- **WORK ORDER**
Begin at the top of the following data. Copy each line exactly until you have copied the line containing "pub type BoundaryId = u32;".

- **DATA IN THIS EXERCISE**

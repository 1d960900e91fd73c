use crate::connectivity::{Connectivity, Hex8Connectivity, Tet4Connectivity};
use nalgebra::{Point3, Vector3};
use rustc_hash::FxHashMap;
use std::collections::BTreeSet;

pub mod procedural;

/// Identifier attached to every boundary face, used to select boundary conditions.
pub type BoundaryId = u32;

/// A face that belongs to exactly one cell of the mesh.
#[derive(Debug, Clone, PartialEq, Eq)]
pub struct BoundaryFace<F> {
    pub connectivity: F,
    pub cell: usize,
    /// Index of the face among the faces of its cell.
    pub local_index: usize,
    pub boundary_id: BoundaryId,
}

/// Index-based data structure for conforming 3D meshes, with tagged boundary faces.
#[derive(Debug, Clone)]
pub struct Mesh<C: Connectivity> {
    vertices: Vec<Point3<f64>>,
    connectivity: Vec<C>,
    boundary_faces: Vec<BoundaryFace<C::FaceConnectivity>>,
}

pub type HexMesh = Mesh<Hex8Connectivity>;
pub type Tet4Mesh = Mesh<Tet4Connectivity>;

impl<C: Connectivity> Mesh<C> {
    /// Construct a mesh from vertices and connectivity.
    ///
    /// All boundary faces get the boundary id `0`. Use [`Mesh::assign_boundary_ids`] to tag them.
    ///
    /// Connectivity is expected to reference valid vertex indices only. Users of the mesh are
    /// permitted to panic on out-of-bounds indices.
    pub fn from_vertices_and_connectivity(vertices: Vec<Point3<f64>>, connectivity: Vec<C>) -> Self {
        let boundary_faces = find_boundary_faces(&connectivity)
            .into_iter()
            .map(|(face, cell, local_index)| BoundaryFace {
                connectivity: face,
                cell,
                local_index,
                boundary_id: 0,
            })
            .collect();
        Self {
            vertices,
            connectivity,
            boundary_faces,
        }
    }

    pub fn vertices(&self) -> &[Point3<f64>] {
        &self.vertices
    }

    pub fn connectivity(&self) -> &[C] {
        &self.connectivity
    }

    pub fn num_cells(&self) -> usize {
        self.connectivity.len()
    }

    pub fn boundary_faces(&self) -> &[BoundaryFace<C::FaceConnectivity>] {
        &self.boundary_faces
    }

    /// Tags every boundary face with the id returned by `boundary_id` for the face centroid.
    pub fn assign_boundary_ids<F>(&mut self, mut boundary_id: F)
    where
        F: FnMut(&Point3<f64>) -> BoundaryId,
    {
        self.assign_boundary_ids_by_face(|_, centroid| boundary_id(centroid));
    }

    /// Tags every boundary face with the id returned by `boundary_id` for the face vertex
    /// indices and the face centroid.
    pub fn assign_boundary_ids_by_face<F>(&mut self, mut boundary_id: F)
    where
        F: FnMut(&[usize], &Point3<f64>) -> BoundaryId,
    {
        for face in &mut self.boundary_faces {
            let indices = face.connectivity.vertex_indices();
            let centroid = centroid(&self.vertices, indices);
            face.boundary_id = boundary_id(indices, &centroid);
        }
    }

    pub fn with_boundary_ids<F>(mut self, boundary_id: F) -> Self
    where
        F: FnMut(&Point3<f64>) -> BoundaryId,
    {
        self.assign_boundary_ids(boundary_id);
        self
    }

    /// The distinct boundary ids present on the boundary, in increasing order.
    pub fn boundary_ids(&self) -> BTreeSet<BoundaryId> {
        self.boundary_faces.iter().map(|face| face.boundary_id).collect()
    }

    /// Sorted list of vertices that belong to a boundary face with the given id.
    pub fn vertices_with_boundary_id(&self, id: BoundaryId) -> Vec<usize> {
        let mut indices: Vec<_> = self
            .boundary_faces
            .iter()
            .filter(|face| face.boundary_id == id)
            .flat_map(|face| face.connectivity.vertex_indices().iter().copied())
            .collect();
        indices.sort_unstable();
        indices.dedup();
        indices
    }

    /// Centroid of the vertices of the given cell.
    pub fn cell_centroid(&self, cell_index: usize) -> Point3<f64> {
        centroid(&self.vertices, self.connectivity[cell_index].vertex_indices())
    }

    /// Transform all vertices of the mesh by the given transformation function.
    pub fn transform_vertices<F>(&mut self, mut transformation: F)
    where
        F: FnMut(&mut Point3<f64>),
    {
        for p in &mut self.vertices {
            transformation(p);
        }
    }
}

fn centroid(vertices: &[Point3<f64>], indices: &[usize]) -> Point3<f64> {
    let sum = indices
        .iter()
        .fold(Vector3::zeros(), |sum, &i| sum + vertices[i].coords);
    Point3::from(sum / indices.len().max(1) as f64)
}

/// Finds faces which are only connected to exactly one cell, along with the connected cell
/// index and the local index of the face within that cell.
///
/// Faces are returned ordered by cell index and local face index.
pub fn find_boundary_faces<C: Connectivity>(connectivity: &[C]) -> Vec<(C::FaceConnectivity, usize, usize)> {
    let sorted_key = |face: &C::FaceConnectivity| {
        let mut key = face.vertex_indices().to_vec();
        key.sort_unstable();
        key
    };

    let mut face_counts: FxHashMap<Vec<usize>, usize> = FxHashMap::default();
    for cell in connectivity {
        for face in (0..cell.num_faces()).filter_map(|i| cell.get_face_connectivity(i)) {
            *face_counts.entry(sorted_key(&face)).or_insert(0) += 1;
        }
    }

    let mut boundary_faces = Vec::new();
    for (cell_index, cell) in connectivity.iter().enumerate() {
        for local_index in 0..cell.num_faces() {
            if let Some(face) = cell.get_face_connectivity(local_index) {
                if face_counts.get(&sorted_key(&face)) == Some(&1) {
                    boundary_faces.push((face, cell_index, local_index));
                }
            }
        }
    }
    boundary_faces
}
//! Cell and face connectivity for linear tetrahedral and hexahedral meshes.
use crate::element::{Hex8Element, Quad4Element, SurfaceFiniteElement, Tet4Element, Tri3Element, VolumeFiniteElement};
use crate::quadrature::{
    hex_quadrature_strength_3, quad_quadrature_strength_3, tet_quadrature_strength_2, tri_quadrature_strength_2,
    QuadraturePair2d, QuadraturePair3d,
};
use itertools::izip;
use nalgebra::{Point3, RealField};
use serde::{Deserialize, Serialize};

pub trait Connectivity: Clone {
    type FaceConnectivity: Connectivity;

    fn num_faces(&self) -> usize;
    fn get_face_connectivity(&self, index: usize) -> Option<Self::FaceConnectivity>;

    fn vertex_indices(&self) -> &[usize];
}

impl Connectivity for () {
    type FaceConnectivity = ();

    fn num_faces(&self) -> usize {
        0
    }

    fn get_face_connectivity(&self, _index: usize) -> Option<Self::FaceConnectivity> {
        None
    }

    fn vertex_indices(&self) -> &[usize] {
        &[]
    }
}

/// Connectivity of a volumetric cell that can be turned into a finite element.
///
/// Each cell type comes with the single quadrature rule used for its volume and for its
/// boundary faces.
pub trait ElementConnectivity<T: RealField + Copy>: Connectivity + Send + Sync {
    type Element: VolumeFiniteElement<T>;
    type FaceElement: SurfaceFiniteElement<T>;

    fn element(&self, vertices: &[Point3<T>]) -> Option<Self::Element>;

    fn face_element(face: &Self::FaceConnectivity, vertices: &[Point3<T>]) -> Option<Self::FaceElement>;

    fn quadrature() -> QuadraturePair3d<T>;

    fn face_quadrature() -> QuadraturePair2d<T>;
}

#[derive(Copy, Clone, Debug, PartialEq, Eq, Hash, Serialize, Deserialize)]
pub struct Tri3d3Connectivity(pub [usize; 3]);

impl Connectivity for Tri3d3Connectivity {
    type FaceConnectivity = ();

    fn num_faces(&self) -> usize {
        0
    }

    fn get_face_connectivity(&self, _index: usize) -> Option<Self::FaceConnectivity> {
        None
    }

    fn vertex_indices(&self) -> &[usize] {
        &self.0
    }
}

impl Tri3d3Connectivity {
    pub fn element<T: RealField + Copy>(&self, vertices: &[Point3<T>]) -> Option<Tri3Element<T>> {
        let mut tri_vertices = [Point3::origin(); 3];
        for (v, idx) in izip!(&mut tri_vertices, &self.0) {
            *v = *vertices.get(*idx)?;
        }
        Some(Tri3Element::from_vertices(tri_vertices))
    }
}

#[derive(Copy, Clone, Debug, PartialEq, Eq, Hash, Serialize, Deserialize)]
pub struct Quad4d3Connectivity(pub [usize; 4]);

impl Connectivity for Quad4d3Connectivity {
    type FaceConnectivity = ();

    fn num_faces(&self) -> usize {
        0
    }

    fn get_face_connectivity(&self, _index: usize) -> Option<Self::FaceConnectivity> {
        None
    }

    fn vertex_indices(&self) -> &[usize] {
        &self.0
    }
}

impl Quad4d3Connectivity {
    pub fn element<T: RealField + Copy>(&self, vertices: &[Point3<T>]) -> Option<Quad4Element<T>> {
        let mut quad_vertices = [Point3::origin(); 4];
        for (v, idx) in izip!(&mut quad_vertices, &self.0) {
            *v = *vertices.get(*idx)?;
        }
        Some(Quad4Element::from_vertices(quad_vertices))
    }
}

#[derive(Copy, Clone, Debug, PartialEq, Eq, Hash, Serialize, Deserialize)]
pub struct Tet4Connectivity(pub [usize; 4]);

impl Connectivity for Tet4Connectivity {
    type FaceConnectivity = Tri3d3Connectivity;

    fn num_faces(&self) -> usize {
        4
    }

    fn get_face_connectivity(&self, index: usize) -> Option<Self::FaceConnectivity> {
        let v = &self.0;
        // Faces are ordered so that their normals point out of a positively oriented cell
        match index {
            0 => Some(Tri3d3Connectivity([v[0], v[2], v[1]])),
            1 => Some(Tri3d3Connectivity([v[0], v[1], v[3]])),
            2 => Some(Tri3d3Connectivity([v[1], v[2], v[3]])),
            3 => Some(Tri3d3Connectivity([v[0], v[3], v[2]])),
            _ => None,
        }
    }

    fn vertex_indices(&self) -> &[usize] {
        &self.0
    }
}

impl<T: RealField + Copy> ElementConnectivity<T> for Tet4Connectivity {
    type Element = Tet4Element<T>;
    type FaceElement = Tri3Element<T>;

    fn element(&self, vertices: &[Point3<T>]) -> Option<Self::Element> {
        let mut tet_vertices = [Point3::origin(); 4];
        for (v, idx) in izip!(&mut tet_vertices, &self.0) {
            *v = *vertices.get(*idx)?;
        }
        Some(Tet4Element::from_vertices(tet_vertices))
    }

    fn face_element(face: &Tri3d3Connectivity, vertices: &[Point3<T>]) -> Option<Self::FaceElement> {
        face.element(vertices)
    }

    fn quadrature() -> QuadraturePair3d<T> {
        tet_quadrature_strength_2()
    }

    fn face_quadrature() -> QuadraturePair2d<T> {
        tri_quadrature_strength_2()
    }
}

#[derive(Copy, Clone, Debug, PartialEq, Eq, Hash, Serialize, Deserialize)]
pub struct Hex8Connectivity(pub [usize; 8]);

impl Connectivity for Hex8Connectivity {
    type FaceConnectivity = Quad4d3Connectivity;

    fn num_faces(&self) -> usize {
        6
    }

    fn get_face_connectivity(&self, index: usize) -> Option<Self::FaceConnectivity> {
        let v = &self.0;

        let quad = |i, j, k, l| Some(Quad4d3Connectivity([v[i], v[j], v[k], v[l]]));

        // Faces point towards the exterior of a positively oriented cell
        match index {
            0 => quad(3, 2, 1, 0),
            1 => quad(0, 1, 5, 4),
            2 => quad(1, 2, 6, 5),
            3 => quad(2, 3, 7, 6),
            4 => quad(4, 7, 3, 0),
            5 => quad(5, 6, 7, 4),
            _ => None,
        }
    }

    fn vertex_indices(&self) -> &[usize] {
        &self.0
    }
}

impl<T: RealField + Copy> ElementConnectivity<T> for Hex8Connectivity {
    type Element = Hex8Element<T>;
    type FaceElement = Quad4Element<T>;

    fn element(&self, vertices: &[Point3<T>]) -> Option<Self::Element> {
        let mut hex_vertices = [Point3::origin(); 8];
        for (v, idx) in izip!(&mut hex_vertices, &self.0) {
            *v = *vertices.get(*idx)?;
        }
        Some(Hex8Element::from_vertices(hex_vertices))
    }

    fn face_element(face: &Quad4d3Connectivity, vertices: &[Point3<T>]) -> Option<Self::FaceElement> {
        face.element(vertices)
    }

    fn quadrature() -> QuadraturePair3d<T> {
        hex_quadrature_strength_3()
    }

    fn face_quadrature() -> QuadraturePair2d<T> {
        quad_quadrature_strength_3()
    }
}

- **RESULT FOR THIS EXERCISE**
repository 1d960900e91fd73c
use crate::connectivity::{Connectivity, Hex8Connectivity, Tet4Connectivity};
use nalgebra::{Point3, Vector3};
use rustc_hash::FxHashMap;
use std::collections::BTreeSet;

pub mod procedural;

/// Identifier attached to every boundary face, used to select boundary conditions.
pub type BoundaryId = u32;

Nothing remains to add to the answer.